Data to examine Block Start

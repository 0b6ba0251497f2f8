//! Dashcam Recording Pipeline
//!
//! Everything between the cameras' hardware encoders and the disk:
//! - Per-camera recorder state machine with current/archive file handling
//! - Coordinated segment rotation across cameras
//! - Disk-usage guardian with oldest-first eviction
//! - Bounded camera recovery with optional reboot
//! - The capture loop feeding the display's frame bus

pub mod capture;
pub mod clock;
pub mod disk;
pub mod recorder;
pub mod recovery;
pub mod scheduler;
#[cfg(test)]
mod test_support;

pub use capture::spawn_capture_loop;
pub use clock::{Clock, ManualClock, SystemClock};
pub use disk::{CleanupReport, DiskGuardian, DiskUsage, StatvfsUsage, UsageSource};
pub use recorder::{
    CameraRecorder, CameraStats, RecorderState, RecordingGroup, Segment, SharedRecorder,
};
pub use recovery::{RebootCommand, RecoveryManager, RecoveryOutcome, SystemControl};
pub use scheduler::SegmentScheduler;

use camera_capture::CameraError;
use serde::{Deserialize, Serialize};
use std::path::{Path, PathBuf};
use std::time::Duration;
use thiserror::Error;
use tracing::{info, warn};

/// Recorder error types
#[derive(Error, Debug)]
pub enum RecorderError {
    #[error("Camera error: {0}")]
    Camera(#[from] CameraError),

    #[error("I/O error: {0}")]
    Io(#[from] std::io::Error),

    #[error("Invalid recorder state: {0}")]
    InvalidState(String),
}

/// Recording configuration
#[derive(Debug, Clone, Serialize, Deserialize)]
#[serde(default)]
pub struct RecordingConfig {
    /// Installation root; videos live under `<base_dir>/videos`
    pub base_dir: PathBuf,
    /// Segment length in seconds
    pub segment_duration_secs: u64,
    /// Encoder flush pause between stop and restart on rotation
    pub rotation_pause_ms: u64,
    /// Rotation check interval
    pub check_interval_ms: u64,
    /// Keep going when one of two cameras fails to initialize
    pub continue_on_single_camera: bool,
}

impl Default for RecordingConfig {
    fn default() -> Self {
        Self {
            base_dir: PathBuf::from("/opt/dashcam"),
            segment_duration_secs: 60,
            rotation_pause_ms: 500,
            check_interval_ms: 1000,
            continue_on_single_camera: true,
        }
    }
}

impl RecordingConfig {
    pub fn segment_duration(&self) -> Duration {
        Duration::from_secs(self.segment_duration_secs)
    }

    pub fn rotation_pause(&self) -> Duration {
        Duration::from_millis(self.rotation_pause_ms)
    }

    pub fn check_interval(&self) -> Duration {
        Duration::from_millis(self.check_interval_ms)
    }

    pub fn paths(&self) -> VideoPaths {
        VideoPaths::under(&self.base_dir)
    }
}

/// Video directory layout
#[derive(Debug, Clone, PartialEq, Eq)]
pub struct VideoPaths {
    /// Filesystem whose usage the disk guardian watches
    pub root: PathBuf,
    /// Segments being written
    pub current: PathBuf,
    /// Completed segments, eligible for eviction
    pub archive: PathBuf,
}

impl VideoPaths {
    pub fn under(base_dir: &Path) -> Self {
        let root = base_dir.join("videos");
        Self {
            current: root.join("current"),
            archive: root.join("archive"),
            root,
        }
    }

    /// Create `current` and `archive` if missing
    pub fn create(&self) -> std::io::Result<()> {
        std::fs::create_dir_all(&self.current)?;
        std::fs::create_dir_all(&self.archive)
    }

    /// Move segments left in `current` (power loss, failed rename) into
    /// `archive`. Only safe before any encoder starts.
    pub fn archive_leftovers(&self) -> std::io::Result<Vec<PathBuf>> {
        let mut moved = Vec::new();
        for entry in std::fs::read_dir(&self.current)? {
            let path = entry?.path();
            if !path.is_file()
                || path.extension().and_then(|e| e.to_str()) != Some(recorder::SEGMENT_EXTENSION)
            {
                continue;
            }
            let Some(name) = path.file_name() else {
                continue;
            };
            let target = self.archive.join(name);
            match std::fs::rename(&path, &target) {
                Ok(()) => {
                    info!("Archived leftover segment {}", target.display());
                    moved.push(target);
                }
                Err(e) => warn!("Could not archive leftover {}: {}", path.display(), e),
            }
        }
        moved.sort();
        Ok(moved)
    }
}

/// Disk eviction policy
#[derive(Debug, Clone, Serialize, Deserialize)]
#[serde(default)]
pub struct DiskPolicy {
    /// Used fraction above which eviction starts
    pub high_water_mark: f64,
    /// Free space floor in GB
    pub min_free_gb: f64,
    /// Seconds between usage checks
    pub check_interval_secs: u64,
}

impl Default for DiskPolicy {
    fn default() -> Self {
        Self {
            high_water_mark: 0.75,
            min_free_gb: 10.0,
            check_interval_secs: 60,
        }
    }
}

impl DiskPolicy {
    /// Eviction stops once usage is this far below the high-water mark
    pub const HYSTERESIS: f64 = 0.05;

    pub fn check_interval(&self) -> Duration {
        Duration::from_secs(self.check_interval_secs)
    }
}

/// Camera recovery settings
#[derive(Debug, Clone, Serialize, Deserialize)]
#[serde(default)]
pub struct RecoveryConfig {
    /// Consecutive recoveries allowed before giving up on a camera
    pub camera_retry_attempts: u32,
    /// Wait between close and re-init
    pub camera_retry_delay_secs: f64,
    /// Reboot the system once retries are exhausted
    pub camera_failure_reboot: bool,
}

impl Default for RecoveryConfig {
    fn default() -> Self {
        Self {
            camera_retry_attempts: 3,
            camera_retry_delay_secs: 2.0,
            camera_failure_reboot: false,
        }
    }
}

impl RecoveryConfig {
    pub fn retry_delay(&self) -> Duration {
        Duration::from_secs_f64(self.camera_retry_delay_secs.max(0.0))
    }
}
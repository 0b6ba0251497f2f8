//! Configuration loading and validation
//!
//! Built-in defaults, then an optional TOML file, then `DASHCAM__`-prefixed
//! environment variables (`DASHCAM__DISPLAY__BACKEND=drm`). The result is
//! validated once before any component is constructed.

use camera_capture::{CameraConfig, CameraRole};
use config::{Config, Environment, File, FileFormat};
use display::{DisplayConfig, OverlayConfig};
use recorder::{DiskPolicy, RecordingConfig, RecoveryConfig};
use serde::{Deserialize, Serialize};
use std::path::{Path, PathBuf};
use std::time::Duration;
use telemetry::TelemetryConfig;
use thiserror::Error;
use tracing::Level;

/// Default configuration file
pub const DEFAULT_CONFIG_PATH: &str = "/etc/dashcam/dashcam.toml";

/// Environment variable prefix
const ENV_PREFIX: &str = "DASHCAM";

/// Configuration error types
#[derive(Error, Debug)]
pub enum ConfigError {
    #[error("Failed to load configuration: {0}")]
    Load(#[from] config::ConfigError),

    #[error("Invalid configuration: {0}")]
    Invalid(String),
}

/// Front and rear camera settings
#[derive(Debug, Clone, Serialize, Deserialize)]
#[serde(default)]
pub struct CameraSettings {
    pub front: CameraConfig,
    pub rear: CameraConfig,
}

impl Default for CameraSettings {
    fn default() -> Self {
        Self {
            front: CameraConfig::front(),
            rear: CameraConfig::rear(),
        }
    }
}

impl CameraSettings {
    /// Both slots, front first
    pub fn all(&self) -> [&CameraConfig; 2] {
        [&self.front, &self.rear]
    }

    pub fn get(&self, role: CameraRole) -> &CameraConfig {
        match role {
            CameraRole::Front => &self.front,
            CameraRole::Rear => &self.rear,
        }
    }

    pub fn enabled(&self) -> impl Iterator<Item = &CameraConfig> {
        self.all().into_iter().filter(|c| c.enabled)
    }
}

/// Complete dashcam configuration
#[derive(Debug, Clone, Serialize, Deserialize)]
#[serde(default)]
pub struct DashcamConfig {
    /// tracing level name
    pub log_level: String,
    /// Emit JSON log lines
    pub log_json: bool,
    /// Installation root override (`DASHCAM__BASE_DIR`)
    pub base_dir: Option<PathBuf>,
    /// Wait before touching any hardware (seconds)
    pub startup_delay_secs: f64,
    /// Seconds between status log lines
    pub status_interval_secs: u64,
    pub display: DisplayConfig,
    pub overlay: OverlayConfig,
    pub cameras: CameraSettings,
    pub recording: RecordingConfig,
    pub disk: DiskPolicy,
    pub recovery: RecoveryConfig,
    pub telemetry: TelemetryConfig,
}

impl Default for DashcamConfig {
    fn default() -> Self {
        Self {
            log_level: "INFO".to_string(),
            log_json: false,
            base_dir: None,
            startup_delay_secs: 3.0,
            status_interval_secs: 30,
            display: DisplayConfig::default(),
            overlay: OverlayConfig::default(),
            cameras: CameraSettings::default(),
            recording: RecordingConfig::default(),
            disk: DiskPolicy::default(),
            recovery: RecoveryConfig::default(),
            telemetry: TelemetryConfig::default(),
        }
    }
}

impl DashcamConfig {
    /// Load from `path` (optional) layered under the process environment
    pub fn load(path: &Path) -> Result<Self, ConfigError> {
        Self::load_with_env(path, Environment::with_prefix(ENV_PREFIX))
    }

    fn load_with_env(path: &Path, env: Environment) -> Result<Self, ConfigError> {
        // Defaults go in as the bottom layer so a partially specified section
        // keeps the defaults of its own slot (e.g. the rear camera).
        let defaults = Config::try_from(&DashcamConfig::default())?;
        let settings = Config::builder()
            .add_source(defaults)
            .add_source(File::from(path).format(FileFormat::Toml).required(false))
            .add_source(
                env.prefix_separator("__")
                    .separator("__")
                    .try_parsing(true),
            )
            .build()?;

        let mut config: DashcamConfig = settings.try_deserialize()?;
        if let Some(base_dir) = &config.base_dir {
            config.recording.base_dir = base_dir.clone();
        }
        // The slot decides the role.
        config.cameras.front.role = CameraRole::Front;
        config.cameras.rear.role = CameraRole::Rear;
        Ok(config)
    }

    pub fn startup_delay(&self) -> Duration {
        Duration::from_secs_f64(self.startup_delay_secs.max(0.0))
    }

    pub fn status_interval(&self) -> Duration {
        Duration::from_secs(self.status_interval_secs.max(1))
    }

    pub fn log_level(&self) -> Result<Level, ConfigError> {
        self.log_level
            .parse()
            .map_err(|_| ConfigError::Invalid(format!("unknown log level '{}'", self.log_level)))
    }

    /// Reject values no component can run with
    pub fn validate(&self) -> Result<(), ConfigError> {
        let invalid = |msg: String| Err(ConfigError::Invalid(msg));

        self.log_level()?;

        if self.cameras.enabled().next().is_none() {
            return invalid("no camera enabled".into());
        }
        for camera in self.cameras.enabled() {
            if camera.width == 0 || camera.height == 0 {
                return invalid(format!("{} camera has zero size", camera.role));
            }
            if camera.fps == 0 {
                return invalid(format!("{} camera fps must be positive", camera.role));
            }
            if camera.rotation % 90 != 0 {
                return invalid(format!(
                    "{} camera rotation {} is not a multiple of 90",
                    camera.role, camera.rotation
                ));
            }
        }

        if self.display.enabled {
            if self.display.width == 0 || self.display.height == 0 {
                return invalid("display has zero size".into());
            }
            if self.display.fps == 0 {
                return invalid("display fps must be positive".into());
            }
            if !self.cameras.get(self.display.camera).enabled {
                return invalid(format!("display camera '{}' is disabled", self.display.camera));
            }
        }

        if self.overlay.enabled {
            self.overlay.check_formats().map_err(ConfigError::Invalid)?;
        }

        if self.recording.segment_duration_secs == 0 {
            return invalid("segment duration must be positive".into());
        }

        let mark = self.disk.high_water_mark;
        if !(mark > 0.0 && mark < 1.0) {
            return invalid(format!("high-water mark {} outside (0, 1)", mark));
        }
        if self.disk.min_free_gb < 0.0 {
            return invalid("min_free_gb must not be negative".into());
        }

        Ok(())
    }
}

Data to examine Block End

Return nothing but the lines from the top of the records above through the line that has "Recorder error types". Keep each one exact.

repository 0b6ba0251497f2f8
//! Dashcam Recording Pipeline
//!
//! Everything between the cameras' hardware encoders and the disk:
//! - Per-camera recorder state machine with current/archive file handling
//! - Coordinated segment rotation across cameras
//! - Disk-usage guardian with oldest-first eviction
//! - Bounded camera recovery with optional reboot
//! - The capture loop feeding the display's frame bus

pub mod capture;
pub mod clock;
pub mod disk;
pub mod recorder;
pub mod recovery;
pub mod scheduler;
#[cfg(test)]
mod test_support;

pub use capture::spawn_capture_loop;
pub use clock::{Clock, ManualClock, SystemClock};
pub use disk::{CleanupReport, DiskGuardian, DiskUsage, StatvfsUsage, UsageSource};
pub use recorder::{
    CameraRecorder, CameraStats, RecorderState, RecordingGroup, Segment, SharedRecorder,
};
pub use recovery::{RebootCommand, RecoveryManager, RecoveryOutcome, SystemControl};
pub use scheduler::SegmentScheduler;

use camera_capture::CameraError;
use serde::{Deserialize, Serialize};
use std::path::{Path, PathBuf};
use std::time::Duration;
use thiserror::Error;
use tracing::{info, warn};

/// Recorder error types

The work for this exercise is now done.